People v. Dimacali

Decision Date28 February 2019
Docket NumberD074680
Citation244 Cal.Rptr.3d 268,32 Cal.App.5th 822
CourtCalifornia Court of Appeals Court of Appeals
Parties The PEOPLE, Plaintiff and Appellant, v. Lourdes Ortiz DIMACALI, Defendant and Respondent.

Mara W. Elliott, City Attorney, John C. Hemmerling, Assistant City Attorney, Michael L. Ficken, Deputy City Attorney for Plaintiff and Appellant.

Angela Bartosik, Chief Deputy, Primary Public Defender, Peter Tran and Euketa Oliver, Deputy Public Defenders for Defendant and Respondent.

O'ROURKE, J.

California law allows the civil compromise of certain offenses involving a person "injured by an act constituting a misdemeanor" who "has a remedy by a civil action" so long as the criminal defendant compensates the injured person and pays all costs incurred. ( Pen. Code,1 §§ 1377, 1378 ; see People v. Gokcek (2006) 138 Cal.App.4th Supp. 8, 11, 42 Cal.Rptr.3d 405.) This appeal presents the question of whether a misdemeanor charge of leaving the scene of an accident causing only property damage in violation of Vehicle Code section 20002, subdivision (a) (commonly referred to as hit-and-run; see California v. Byers (1971) 402 U.S. 424, 91 S.Ct. 1535, 29 L.Ed.2d 9 ; People v. Carbajal (1995) 10 Cal.4th 1114, 1118, 43 Cal.Rptr.2d 681, 899 P.2d 67 ) is subject to disposition by such a civil compromise. The People contend such a violation cannot be compromised as a matter of law; that the damages must flow from the criminal conduct and People v. Martinez (2017) 2 Cal.5th 1093, 218 Cal.Rptr.3d 140, 394 P.3d 1066 ( Martinez ) confirms the crime is not the accident but the failure to stop and provide information, which cannot in any scenario cause the property damage suffered by the victim of the misdemeanor offense. They urge us to reject authority to the contrary— People v. Tischman (1995) 35 Cal.App.4th 174, 40 Cal.Rptr.2d 650 ( Tischman )—as flawed and no longer good law. The nature of the hit-and-run offense at issue and a plain reading of the civil compromise statutes compels us to agree. We reverse.

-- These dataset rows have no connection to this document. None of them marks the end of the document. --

//! Beebo memory bridge binary.
//!
//! Usage:
//!   beebo-api --config beebo.toml
//!   beebo-api --port 3000
//!   beebo-api --port 3000 --bind 0.0.0.0 --db ./data/beebo.db
//!
//! # Environment Variables
//!
//! - `BEEBO_TOKEN` (or `MCP_BRIDGE_TOKEN`) - Shared API token
//! - `BEEBO_DB_PATH` - SQLite database path
//! - `BEEBO_BIND_ADDR` - Bind address (default: 127.0.0.1)
//! - `PORT` - Listen port (default: 3000)
//! - `BEEBO_TIMEZONE` - IANA zone for "today" (default: UTC)
//! - `BEEBO_CORS_ORIGINS` - Allowed CORS origins (comma-separated)
//! - `OPENAI_API_KEY` - Enables embeddings and stream digests

use std::net::SocketAddr;
use std::path::PathBuf;
use std::sync::Arc;

use anyhow::Context;
use beebo_api::{serve, AppState, RouterOptions, ServerConfig};
use tracing_subscriber::{layer::SubscriberExt, util::SubscriberInitExt};

const HELP: &str = "\
Beebo memory bridge

Usage: beebo-api [OPTIONS]

Options:
  -p, --port <PORT>      Port to listen on (default: 3000, env: PORT)
  -b, --bind <ADDR>      Bind address (default: 127.0.0.1, env: BEEBO_BIND_ADDR)
  -c, --config <FILE>    Path to a TOML config file
  -d, --db <FILE>        SQLite database path (env: BEEBO_DB_PATH)
  -h, --help             Show this help message

Environment variables:
  BEEBO_TOKEN            Shared API token (MCP_BRIDGE_TOKEN also accepted)
  BEEBO_TIMEZONE         IANA time zone for /memories/today
  BEEBO_CORS_ORIGINS     CORS allowed origins (comma-separated)
  OPENAI_API_KEY         Enables embeddings and stream digests
";

#[derive(Default)]
struct CliArgs {
    port: Option<u16>,
    bind: Option<String>,
    config: Option<PathBuf>,
    db: Option<PathBuf>,
    help: bool,
}

fn parse_args(args: &[String]) -> anyhow::Result<CliArgs> {
    let mut cli = CliArgs::default();
    let mut iter = args.iter().skip(1);

    while let Some(arg) = iter.next() {
        let mut value = || {
            iter.next()
                .cloned()
                .with_context(|| format!("{arg} requires a value"))
        };
        match arg.as_str() {
            "--port" | "-p" => {
                let raw = value()?;
                cli.port = Some(raw.parse().with_context(|| format!("Invalid port: {raw}"))?);
            }
            "--bind" | "-b" => cli.bind = Some(value()?),
            "--config" | "-c" => cli.config = Some(PathBuf::from(value()?)),
            "--db" | "-d" => cli.db = Some(PathBuf::from(value()?)),
            "--help" | "-h" => cli.help = true,
            other => anyhow::bail!("Unknown argument: {other} (see --help)"),
        }
    }

    Ok(cli)
}

#[tokio::main]
async fn main() -> anyhow::Result<()> {
    tracing_subscriber::registry()
        .with(
            tracing_subscriber::EnvFilter::try_from_default_env()
                .unwrap_or_else(|_| "info,beebo_api=debug,tower_http=debug".into()),
        )
        .with(tracing_subscriber::fmt::layer())
        .init();

    let args: Vec<String> = std::env::args().collect();
    let cli = parse_args(&args)?;
    if cli.help {
        print!("{HELP}");
        return Ok(());
    }

    let mut config = match &cli.config {
        Some(path) => {
            tracing::info!(path = %path.display(), "Loading configuration");
            ServerConfig::from_file(path)
                .with_context(|| format!("Failed to load config '{}'", path.display()))?
        }
        None => {
            tracing::info!("Using default configuration");
            ServerConfig::default()
        }
    };
    config.apply_env();

    if let Some(port) = cli.port {
        config.server.port = port;
    }
    if let Some(bind) = cli.bind {
        config.server.bind = bind;
    }
    if let Some(db) = cli.db {
        config.memory.db_path = db;
    }

    if config.server.bind == "0.0.0.0" {
        tracing::warn!(
            "Server binding to 0.0.0.0, exposing the API on all network interfaces. \
             Make sure BEEBO_TOKEN is set."
        );
    }

    tracing::info!(
        db_path = %config.memory.db_path.display(),
        dedup_policy = ?config.memory.dedup_policy,
        semantic_threshold = config.memory.semantic_threshold,
        timezone = %config.memory.timezone,
        "Initializing memory store"
    );
    let state = AppState::from_config(&config)?;

    let addr: SocketAddr = format!("{}:{}", config.server.bind, config.server.port)
        .parse()
        .with_context(|| format!("Invalid bind address '{}'", config.server.bind))?;
    serve(Arc::new(state), addr, RouterOptions::from(&config)).await
}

FACTUAL AND PROCEDURAL BACKGROUND

The People filed a complaint charging Lourdes Ortiz Dimacali with a single count of misdemeanor hit-and-run driving after Dimacali was involved in an August 2016 incident with M.T. The People alleged Dimacali was the driver of a vehicle involved in an accident resulting in property damage, but failed to locate and notify M.T. or appropriate authorities in violation of Vehicle Code section 20002, subdivision (a). Dimacali pleaded not guilty to the offense.

Thereafter, Dimacali moved to stay prosecution and for discharge and dismissal of her case under sections 1377 and 1378, based in part on a declaration from M.T. in which M.T. stated she had sustained $1,166.78 in damages as a result of the incident, Dimacali had reimbursed her that amount, and M.T. did not want Dimacali prosecuted. Dimacali argued that hit-and-run accidents qualified for compromise under Tischman , supra , 35 Cal.App.4th 174, 40 Cal.Rptr.2d 650 because her criminal offense shared a common element—monetary damage—with the civil cause of action.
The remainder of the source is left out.